Bana göre şu an itibariyle dünyanın en önemli ve etkin sosyal paylaşım sitesi olan Facebook’ta açtığı “beleş” sayfasında; yediği yemeği, içtiği içeceği, eşini öperken, nişanlısına sarılırken çektirdiği fotoğrafları paylaşan, Cuma mümin olup Cumartesi playboy takılanları, isim vermeden ona buna sallayıp, peşi sıra muhatabının “Birader, beni mi kastettin?” dediğinde tavşan gibi saklanacak delik arayanları, hiçbir siyasi partinin kapısından içeri girmediği halde hiçbir politikacıyı beğenmeyen, bir bakkal dükkanı bile işletmediği halde ülkeyi yönetenlere en galiz küfürleri edenleri gördükçe…


***

Üstelik, belki yüzde 80’ini tanımadığım “arkadaş” sayımın 4 bin 726’ya yükselip, Facebook yöneticilerinin izin verdiği 5 bin sayısına dayanınca, bir süre önce kendikendime dedim ki: “Oğlum. Bakımın her türlüsü insana iyi gelir.
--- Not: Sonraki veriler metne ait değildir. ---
use crate::models::chat::ChatMessage;
use crate::utils::token_estimator::estimate_tokens;
use super::types::TokenCount;

pub struct TokenCounter;

impl TokenCounter {
    pub fn count_text(text: &str) -> usize {
        estimate_tokens(text)
    }

    pub fn count_messages(messages: &[ChatMessage]) -> usize {
        messages.iter()
            .map(|msg| msg.estimate_tokens())
            .sum()
    }

    pub fn count_payload(
        system_context: &str,
        messages: &[ChatMessage],
        current_message: &str,
    ) -> TokenCount {
        let system_tokens = Self::count_text(system_context);
        let history_tokens = Self::count_messages(messages);
        let current_message_tokens = Self::count_text(current_message);

        TokenCount {
            total: system_tokens + history_tokens + current_message_tokens,
            system_tokens,
            history_tokens,
            current_message_tokens,
        }
    }

    pub fn estimate_total(
        system_approx: usize,
        messages: &[ChatMessage],
        current_message: &str,
    ) -> usize {
        system_approx 
            + Self::count_messages(messages) 
            + Self::count_text(current_message)
    }
}

#[cfg(test)]
mod tests {
    use super::*;

    #[test]
    fn test_count_text() {
        let text = "Hello world";
        let tokens = TokenCounter::count_text(text);
        assert!(tokens >= 3 && tokens <= 6);
    }

    #[test]
    fn test_count_messages() {
        let messages = vec![
            ChatMessage::user("What is RAG?"),
            ChatMessage::assistant("RAG is Retrieval-Augmented Generation"),
        ];
        let tokens = TokenCounter::count_messages(&messages);
        assert!(tokens > 0);
    }

    #[test]
    fn test_empty_text() {
        assert_eq!(TokenCounter::count_text(""), 0);
    }
}
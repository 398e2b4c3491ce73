use crate::config::CompactionConfig;
use crate::models::chat::ChatMessage;
use crate::services::conversation::manager::LlmProvider;
use anyhow::Result;
use tracing::{debug, warn};

/// A user/assistant pair compacted this far back gets folded into a single
/// summary turn so the sliding window stops dropping old context outright
/// (the prior behavior) and instead keeps a lossy but present trace of it.
pub struct Compactor {
    config: CompactionConfig,
}

impl Compactor {
    pub fn new(config: CompactionConfig) -> Self {
        Self { config }
    }

    fn pair_count(messages: &[ChatMessage]) -> usize {
        messages.iter().filter(|m| m.role == "user").count()
    }

    /// If the session has accumulated more pairs than `trigger_pair_count`,
    /// summarizes everything older than the most recent `keep_recent_pairs`
    /// pairs into one `isCompacted`-marked assistant turn prepended to what's
    /// kept. Returns `true` if compaction actually happened.
    pub async fn maybe_compact(&self, llm: &dyn LlmProvider, messages: &mut Vec<ChatMessage>) -> Result<bool> {
        if !self.config.enabled {
            return Ok(false);
        }

        if Self::pair_count(messages) <= self.config.trigger_pair_count {
            return Ok(false);
        }

        let keep_messages = self.config.keep_recent_pairs * 2;
        if messages.len() <= keep_messages {
            return Ok(false);
        }

        let split_at = messages.len() - keep_messages;
        let to_compact = &messages[..split_at];

        let transcript: String = to_compact
            .iter()
            .map(|m| format!("{}: {}", m.role, m.content))
            .collect::<Vec<_>>()
            .join("\n");

        let prompt = format!(
            "Ringkas percakapan berikut menjadi poin-poin singkat yang mempertahankan \
             fakta, preferensi, dan keputusan penting. Jangan tambahkan informasi baru.\n\n{}",
            transcript
        );

        let summary = match llm.generate(&[ChatMessage::user(prompt)]).await {
            Ok(s) => s,
            Err(e) => {
                warn!("Compaction summarization failed, leaving history untouched: {}", e);
                return Ok(false);
            }
        };

        let compacted_marker = ChatMessage::assistant(format!("[isCompacted] Ringkasan percakapan sebelumnya:\n{}", summary));

        let mut new_messages = Vec::with_capacity(keep_messages + 1);
        new_messages.push(compacted_marker);
        new_messages.extend_from_slice(&messages[split_at..]);

        debug!(
            "Compacted {} older messages into 1 summary turn, kept {} recent messages",
            to_compact.len(),
            keep_messages
        );

        *messages = new_messages;
        Ok(true)
    }
}

#[cfg(test)]
mod tests {
    use super::*;
    use crate::services::conversation::manager::RetrievalChunk;
    use std::pin::Pin;
    use std::sync::atomic::{AtomicUsize, Ordering};

    struct StubLlm {
        calls: AtomicUsize,
    }

    #[async_trait::async_trait]
    impl LlmProvider for StubLlm {
        async fn generate(&self, _messages: &[ChatMessage]) -> Result<String> {
            self.calls.fetch_add(1, Ordering::SeqCst);
            Ok("ringkasan singkat".to_string())
        }
        async fn generate_with(&self, _messages: &[ChatMessage], _max_tokens: usize, _temperature: f32) -> Result<String> {
            unreachable!()
        }
        async fn generate_stream(
            &self,
            _messages: &[ChatMessage],
        ) -> Result<Pin<Box<dyn futures::Stream<Item = Result<String, anyhow::Error>> + Send>>> {
            unreachable!()
        }
        async fn summarize_chunks(&self, _chunks: &[RetrievalChunk], _query: &str) -> Result<String> {
            unreachable!()
        }
    }

    fn config(trigger: usize, keep: usize) -> CompactionConfig {
        CompactionConfig { enabled: true, trigger_pair_count: trigger, keep_recent_pairs: keep }
    }

    #[tokio::test]
    async fn compacts_once_trigger_exceeded() {
        let compactor = Compactor::new(config(2, 1));
        let llm = StubLlm { calls: AtomicUsize::new(0) };
        let mut messages = vec![
            ChatMessage::user("q1"),
            ChatMessage::assistant("a1"),
            ChatMessage::user("q2"),
            ChatMessage::assistant("a2"),
            ChatMessage::user("q3"),
            ChatMessage::assistant("a3"),
        ];

        let compacted = compactor.maybe_compact(&llm, &mut messages).await.unwrap();
        assert!(compacted);
        assert_eq!(llm.calls.load(Ordering::SeqCst), 1);
        assert!(messages[0].content.contains("isCompacted"));
        assert_eq!(messages.len(), 3); // 1 summary + last pair
    }

    #[tokio::test]
    async fn does_not_compact_below_threshold() {
        let compactor = Compactor::new(config(5, 2));
        let llm = StubLlm { calls: AtomicUsize::new(0) };
        let mut messages = vec![ChatMessage::user("q1"), ChatMessage::assistant("a1")];

        let compacted = compactor.maybe_compact(&llm, &mut messages).await.unwrap();
        assert!(!compacted);
        assert_eq!(llm.calls.load(Ordering::SeqCst), 0);
    }

    #[tokio::test]
    async fn disabled_config_never_compacts() {
        let compactor = Compactor::new(CompactionConfig { enabled: false, trigger_pair_count: 0, keep_recent_pairs: 0 });
        let llm = StubLlm { calls: AtomicUsize::new(0) };
        let mut messages = vec![ChatMessage::user("q1"), ChatMessage::assistant("a1")];
        assert!(!compactor.maybe_compact(&llm, &mut messages).await.unwrap());
    }
}
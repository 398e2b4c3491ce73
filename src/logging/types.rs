use chrono::{DateTime, Utc};
use serde::{Deserialize, Serialize};
use std::net::IpAddr;
use std::collections::HashMap;
use serde_json::Value;

/// Activity type categories
#[derive(Debug, Clone, Serialize, Deserialize)]
#[serde(rename_all = "snake_case")]
pub enum ActivityType {
    RequestReceived,    // Log initial payload
    MessageSent,        // Log final completion
    RetrievalExecuted,
    RetrievalSkipped,
    TokenOverflow,
    SlidingWindowEnforced,
    LlmError,
    RetrievalError,
    SessionCreated,
    SessionExpired,
    CascadeDeletion,
    ProcessingStage,
    Compaction,
    MemoryExtraction,
    Rerank,
    Reformulation,
    CircuitBreakerOpen,
}

impl ActivityType {
    pub fn as_str(&self) -> &str {
        match self {
            Self::RequestReceived => "request_received",
            Self::MessageSent => "message_sent",
            Self::RetrievalExecuted => "retrieval_executed",
            Self::RetrievalSkipped => "retrieval_skipped",
            Self::TokenOverflow => "token_overflow",
            Self::SlidingWindowEnforced => "sliding_window_enforced",
            Self::LlmError => "llm_error",
            Self::RetrievalError => "retrieval_error",
            Self::SessionCreated => "session_created",
            Self::SessionExpired => "session_expired",
            Self::CascadeDeletion => "cascade_deletion",
            Self::ProcessingStage => "processing_stage",
            Self::Compaction => "compaction",
            Self::MemoryExtraction => "memory_extraction",
            Self::Rerank => "rerank",
            Self::Reformulation => "reformulation",
            Self::CircuitBreakerOpen => "circuit_breaker_open",
        }
    }
}

/// Activity status
#[derive(Debug, Clone, Serialize, Deserialize)]
#[serde(rename_all = "lowercase")]
pub enum ActivityStatus {
    Success,
    Error,
    Warning,
    Info, // For "RequestReceived"
}

impl ActivityStatus {
    pub fn as_str(&self) -> &str {
        match self {
            Self::Success => "success",
            Self::Error => "error",
            Self::Warning => "warning",
            Self::Info => "info",
        }
    }
}

/// Complete activity log entry
#[derive(Debug, Clone)]
pub struct ActivityLog {
    // Session & User
    pub session_id: i64,
    pub user_id: i64,
    
    // Activity
    pub activity_type: ActivityType,
    pub activity_status: ActivityStatus,
    
    // Context
    pub document_id: Option<i64>,
    pub message_content: Option<String>,
    pub response_content: Option<String>,
    
    // Metrics
    pub token_count: Option<i32>,
    pub retrieval_skipped: Option<bool>,
    pub similarity_score: Option<f32>,
    
    // Performance
    pub processing_time_ms: Option<i32>,
    pub llm_call_duration_ms: Option<i32>,
    pub retrieval_duration_ms: Option<i32>,
    
    // Error
    pub error_message: Option<String>,
    pub error_type: Option<String>,
    
    // Metadata
    pub user_agent: Option<String>,
    pub ip_address: Option<IpAddr>,
    
    // Timestamp
    pub created_at: DateTime<Utc>,

    // Custom fields
    pub custom_fields: Option<std::collections::HashMap<String, serde_json::Value>>,
}

impl ActivityLog {
    /// Create builder for fluent API
    pub fn builder(session_id: i64, user_id: i64, activity_type: ActivityType) -> ActivityLogBuilder {
        ActivityLogBuilder::new(session_id, user_id, activity_type)
    }
}

/// Builder pattern for ActivityLog
pub struct ActivityLogBuilder {
    log: ActivityLog,
    custom_fields: Option<std::collections::HashMap<String, serde_json::Value>>, // ADD THIS
}

impl ActivityLogBuilder {
    pub fn new(session_id: i64, user_id: i64, activity_type: ActivityType) -> Self {
        Self {
            log: ActivityLog {
                session_id,
                user_id,
                activity_type,
                activity_status: ActivityStatus::Success,
                document_id: None,
                message_content: None,
                response_content: None,
                token_count: None,
                retrieval_skipped: None,
                similarity_score: None,
                processing_time_ms: None,
                llm_call_duration_ms: None,
                retrieval_duration_ms: None,
                error_message: None,
                error_type: None,
                user_agent: None,
                ip_address: None,
                created_at: Utc::now(),
                custom_fields: None,
            },
            custom_fields: None,  // ADD THIS LINE
        }
    }

    pub fn status(mut self, status: ActivityStatus) -> Self {
        self.log.activity_status = status;
        self
    }

    pub fn document_id(mut self, id: i64) -> Self {
        self.log.document_id = Some(id);
        self
    }

    pub fn message(mut self, content: impl Into<String>) -> Self {
        self.log.message_content = Some(content.into());
        self
    }

    pub fn response(mut self, content: impl Into<String>) -> Self {
        self.log.response_content = Some(content.into());
        self
    }

    pub fn token_count(mut self, count: i32) -> Self {
        self.log.token_count = Some(count);
        self
    }

    pub fn retrieval_skipped(mut self, skipped: bool) -> Self {
        self.log.retrieval_skipped = Some(skipped);
        self
    }

    pub fn similarity(mut self, score: f32) -> Self {
        self.log.similarity_score = Some(score);
        self
    }

    pub fn processing_time(mut self, ms: i32) -> Self {
        self.log.processing_time_ms = Some(ms);
        self
    }

    pub fn llm_duration(mut self, ms: i32) -> Self {
        self.log.llm_call_duration_ms = Some(ms);
        self
    }

    pub fn retrieval_duration(mut self, ms: i32) -> Self {
        self.log.retrieval_duration_ms = Some(ms);
        self
    }

    pub fn error(mut self, message: impl Into<String>, error_type: impl Into<String>) -> Self {
        self.log.error_message = Some(message.into());
        self.log.error_type = Some(error_type.into());
        self.log.activity_status = ActivityStatus::Error;
        self
    }

    pub fn user_agent(mut self, agent: impl Into<String>) -> Self {
        self.log.user_agent = Some(agent.into());
        self
    }

    pub fn ip_address(mut self, ip: IpAddr) -> Self {
        self.log.ip_address = Some(ip);
        self
    }

    pub fn build(self) -> ActivityLog {
        self.log
    }

    /// Add custom key-value data (encode in message for now)
    pub fn custom(mut self, key: &str, value: impl Into<Value>) -> Self {
        if self.custom_fields.is_none() {
            self.custom_fields = Some(HashMap::new());
        }
        
        if let Some(ref mut fields) = self.custom_fields {
            fields.insert(key.to_string(), value.into());
        }
        
        self
    }

}
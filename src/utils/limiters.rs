use anyhow::Result;
use std::{
    sync::Arc,
    time::{Duration, Instant},
};
use tokio::sync::{OwnedSemaphorePermit, Semaphore};

#[derive(Clone)]
pub struct Limiters {
    pub embedding: Arc<Semaphore>,
    pub db_search: Arc<Semaphore>,
    pub llm_generate: Arc<Semaphore>,
    pub llm_stream: Arc<Semaphore>,
    pub reranker: Arc<Semaphore>,
    pub acquire_timeout: Duration,
}

impl Limiters {
    pub fn new(cfg: &crate::config::settings::LimitsConfig) -> Self {
        Self {
            embedding: Arc::new(Semaphore::new(cfg.embedding_concurrency.max(1))),
            db_search: Arc::new(Semaphore::new(cfg.db_search_concurrency.max(1))),
            llm_generate: Arc::new(Semaphore::new(cfg.llm_generate_concurrency.max(1))),
            llm_stream: Arc::new(Semaphore::new(cfg.llm_stream_concurrency.max(1))),
            reranker: Arc::new(Semaphore::new(cfg.reranker_concurrency.max(1))),
            acquire_timeout: Duration::from_millis(cfg.acquire_timeout_ms.max(1)),
        }
    }

    pub async fn acquire_timed(
        sem: Arc<Semaphore>,
        acquire_timeout: Duration,
        op: &'static str,
    ) -> Result<(OwnedSemaphorePermit, Duration)> {
        let start = Instant::now();

        let permit = tokio::time::timeout(acquire_timeout, sem.acquire_owned())
            .await
            .map_err(|_| anyhow::anyhow!("Limiter acquire timeout for op={}", op))??;

        Ok((permit, start.elapsed()))
    }
}
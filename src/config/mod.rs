pub mod settings;

pub use settings::{
    CompactionConfig, CustomHeadersConfig, DatabaseConfig, EmbeddingConfig, JwtConfig,
    LimitsConfig, LlmConfig, MemoryConfig, PromptsConfig, RagConfig, ReformulationConfig,
    RerankingConfig, ResilienceConfig, RetrievalConfig, SecurityConfig, ServerConfig, Settings,
    VerificationConfig,
};
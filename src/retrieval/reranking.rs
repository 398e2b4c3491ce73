use crate::config::RerankingConfig;
use crate::database::DocumentChunk;
use crate::utils::error::ApiError;
use crate::utils::limiters::Limiters;
use anyhow::Result;
use reqwest::Client;
use serde::{Deserialize, Serialize};
use std::collections::HashMap;
use std::sync::Arc;
use std::time::Duration;
use tracing::{debug, warn};

/// Reorders an already vector/hybrid-retrieved candidate pool. Implementors
/// never fetch new candidates, only reorder (and optionally truncate) what
/// they're given.
#[async_trait::async_trait]
pub trait Reranker: Send + Sync {
    async fn rerank(&self, query: &str, chunks: Vec<DocumentChunk>) -> Result<Vec<DocumentChunk>>;
}

#[derive(Debug, Serialize)]
struct RerankRequest<'a> {
    query: &'a str,
    documents: Vec<&'a str>,
}

#[derive(Debug, Deserialize)]
struct RerankResponse {
    results: Vec<RerankResult>,
}

#[derive(Debug, Deserialize)]
struct RerankResult {
    index: usize,
    relevance_score: f32,
}

/// Calls an external cross-encoder model (served alongside the embedding
/// model) that scores (query, document) pairs directly rather than via
/// separately-embedded vectors.
pub struct CrossEncoderReranker {
    client: Client,
    base_url: String,
    limiters: Arc<Limiters>,
    top_n: usize,
}

impl CrossEncoderReranker {
    pub fn new(base_url: String, limiters: Arc<Limiters>, config: &RerankingConfig) -> Self {
        Self {
            client: Client::builder()
                .timeout(Duration::from_secs(10))
                .build()
                .expect("Failed to create HTTP client"),
            base_url,
            limiters,
            top_n: config.final_top_n,
        }
    }
}

#[async_trait::async_trait]
impl Reranker for CrossEncoderReranker {
    async fn rerank(&self, query: &str, chunks: Vec<DocumentChunk>) -> Result<Vec<DocumentChunk>> {
        if chunks.is_empty() {
            return Ok(chunks);
        }

        let (_permit, wait) = Limiters::acquire_timed(
            self.limiters.reranker.clone(),
            self.limiters.acquire_timeout,
            "reranker",
        )
        .await?;
        debug!(wait_ms = wait.as_millis() as u64, op = "reranker", "wait_queue");

        let documents: Vec<&str> = chunks.iter().map(|c| c.content.as_str()).collect();
        let request = RerankRequest { query, documents };

        let response = self
            .client
            .post(format!("{}/v1/rerank", self.base_url))
            .json(&request)
            .send()
            .await
            .map_err(|e| ApiError::LlmError(format!("Reranker call failed: {}", e)))?;

        if !response.status().is_success() {
            let status = response.status();
            warn!("Reranker returned {}, falling back to original order", status);
            return Ok(chunks);
        }

        let parsed: RerankResponse = response
            .json()
            .await
            .map_err(|e| ApiError::LlmError(format!("Failed to parse reranker response: {}", e)))?;

        let mut scored: Vec<(usize, f32)> = parsed.results.iter().map(|r| (r.index, r.relevance_score)).collect();
        scored.sort_by(|a, b| b.1.partial_cmp(&a.1).unwrap_or(std::cmp::Ordering::Equal));

        let mut reranked: Vec<DocumentChunk> = Vec::with_capacity(chunks.len());
        let mut pool: Vec<Option<DocumentChunk>> = chunks.into_iter().map(Some).collect();
        for (idx, score) in scored.into_iter().take(self.top_n.max(1)) {
            if let Some(slot) = pool.get_mut(idx) {
                if let Some(mut chunk) = slot.take() {
                    chunk.similarity = score;
                    reranked.push(chunk);
                }
            }
        }

        Ok(reranked)
    }
}

/// Interleaves candidates round-robin by `document_id` so that a single
/// dominant document can't crowd out every other source, generalizing the
/// per-document grouping `RagService` already does for context assembly.
pub struct DiversityReranker {
    lambda: f32,
}

impl DiversityReranker {
    pub fn new(config: &RerankingConfig) -> Self {
        Self { lambda: config.diversity_lambda }
    }

    /// Pure, sync variant used directly by `RagService` where no LLM round
    /// trip is warranted.
    pub fn rerank_sync(&self, chunks: Vec<DocumentChunk>) -> Vec<DocumentChunk> {
        if chunks.len() <= 1 {
            return chunks;
        }

        let mut by_doc: HashMap<i32, Vec<DocumentChunk>> = HashMap::new();
        let mut doc_order: Vec<i32> = Vec::new();
        for chunk in chunks {
            if !by_doc.contains_key(&chunk.document_id) {
                doc_order.push(chunk.document_id);
            }
            by_doc.entry(chunk.document_id).or_default().push(chunk);
        }

        // Each document's own chunks stay ranked by original similarity.
        for bucket in by_doc.values_mut() {
            bucket.sort_by(|a, b| b.similarity.partial_cmp(&a.similarity).unwrap_or(std::cmp::Ordering::Equal));
        }

        let lambda = self.lambda.clamp(0.0, 1.0);
        let mut interleaved = Vec::new();
        let mut round = 0;
        loop {
            let mut added = false;
            for doc_id in &doc_order {
                if let Some(bucket) = by_doc.get_mut(doc_id) {
                    if round < bucket.len() {
                        let mut chunk = bucket[round].clone();
                        // Penalize later rounds within a document so that
                        // breadth (lambda-weighted) competes with raw
                        // relevance instead of always preserving per-doc order globally.
                        chunk.similarity *= 1.0 - lambda * (round as f32 * 0.1).min(0.9);
                        interleaved.push(chunk);
                        added = true;
                    }
                }
            }
            if !added {
                break;
            }
            round += 1;
        }

        interleaved
    }
}

#[async_trait::async_trait]
impl Reranker for DiversityReranker {
    async fn rerank(&self, _query: &str, chunks: Vec<DocumentChunk>) -> Result<Vec<DocumentChunk>> {
        Ok(self.rerank_sync(chunks))
    }
}

#[cfg(test)]
mod tests {
    use super::*;

    fn chunk(document_id: i32, similarity: f32) -> DocumentChunk {
        DocumentChunk {
            chunk_id: document_id as i64,
            document_id,
            document_title: "doc".to_string(),
            content: "content".to_string(),
            similarity,
            chunk_index: 0,
            page_number: None,
        }
    }

    #[test]
    fn interleaves_round_robin_across_documents() {
        let chunks = vec![chunk(1, 0.9), chunk(1, 0.85), chunk(1, 0.8), chunk(2, 0.5)];
        let reranker = DiversityReranker { lambda: 0.5 };
        let reranked = reranker.rerank_sync(chunks);

        // doc 2's only chunk should surface before doc 1's third chunk.
        let pos_doc2 = reranked.iter().position(|c| c.document_id == 2).unwrap();
        let pos_doc1_third = reranked.iter().rposition(|c| c.document_id == 1).unwrap();
        assert!(pos_doc2 < pos_doc1_third);
    }

    #[test]
    fn single_chunk_passthrough() {
        let reranker = DiversityReranker { lambda: 0.5 };
        let reranked = reranker.rerank_sync(vec![chunk(1, 0.9)]);
        assert_eq!(reranked.len(), 1);
    }
}
//! Conversation memory management module
//! 
//! Provides in-memory conversation state management with:
//! - Thread-safe caching (DashMap)
//! - Dynamic system context building
//! - Token management and sliding window
//! - Context-aware retrieval decisions

mod cache;
pub mod compaction;
mod context_builder;
pub mod manager;
pub mod memory;
pub mod search_index;
mod token_counter;
pub mod types;
pub mod verification;

pub use cache::{ConversationCache, CacheStats};
pub use compaction::Compactor;
pub use context_builder::{ContextBuilder, PromptMode};
pub use manager::ConversationManager;
pub use memory::MemoryExtractor;
pub use search_index::{delete_session, ChatMessageIndex, ChunkIndex, IndexError, MemoryIndex, SessionDeletionSummary};
pub use token_counter::TokenCounter;
pub use types::{
    ConversationState, RetrievalDecision,
    SystemContextComponents, WeightedEmbeddingConfig,
};

// Re-export common types for convenience if needed, but ChatMessage/SessionId are in models
pub use crate::models::chat::{ChatMessage, SessionId};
Senin de sosyal mecrada temizlik zamanın gelmiş de geçiyor.”


***

Bu ve benzer sebeplerle…

Yukarıda sıraladığım şahsi kriterlerimi de göz önüne alarak, müsaadenizle bugünlerde Facebook sayfamda sosyal temizlik yapacağım.


***

Eğer bu satırları okuyorsanız ve yukarıda sıraladığım şahsi kriterlerime uymayan paylaşımlarda bulunmakta ısrar edenlerdenseniz, hadi benden size bir iki gün müsaade.

Ben sizi silmeden lütfen siz beni imha edin.

Aksi takdirde, birkaç gün sonra yollarımız ayrılacak.

Sonra, “Vay ben duymadıydım, vay benim haberim yoktu” demeyin, bana gönül koymayın.